-- EXERCISE INSTRUCTIONS --
Among the entries below, find the lines with "crate" and copy them.

-- DATA EXCERPTS --
■ ■ ■ ■

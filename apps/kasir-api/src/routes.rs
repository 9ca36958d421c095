//! # Routes
//!
//! Axum router configuration for the Kasir API.

use axum::{
    routing::{get, post},
    Router,
};
use tower_http::trace::TraceLayer;

use crate::handlers;
use crate::state::AppState;

/// Create the main application router
///
/// Routes:
/// - GET    /health                  - Liveness + store check
/// - GET    /api/products            - List products
/// - POST   /api/products            - Create product
/// - GET    /api/products/{id}       - Get product
/// - PUT    /api/products/{id}       - Replace product
/// - DELETE /api/products/{id}       - Delete product
/// - POST   /api/checkout            - Sell items
/// - GET    /api/transactions/{id}   - Stored transaction (receipt reprint)
/// - GET    /api/report/today        - Today's sales summary
pub fn create_router(state: AppState) -> Router {
    let api_routes = Router::new()
        // Products
        .route(
            "/products",
            get(handlers::product::list_products).post(handlers::product::create_product),
        )
        .route(
            "/products/{id}",
            get(handlers::product::get_product)
                .put(handlers::product::update_product)
                .delete(handlers::product::delete_product),
        )
        // Sales
        .route("/checkout", post(handlers::checkout::checkout))
        .route("/transactions/{id}", get(handlers::checkout::get_transaction))
        // Reports
        .route("/report/today", get(handlers::report::today_report));

    Router::new()
        .route("/health", get(handlers::health))
        .nest("/api", api_routes)
        .layer(TraceLayer::new_for_http())
        .with_state(state)
}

■ ■ ■ ■

-- RESULT OF THIS EXERCISE --
use crate::handlers;
use crate::state::AppState;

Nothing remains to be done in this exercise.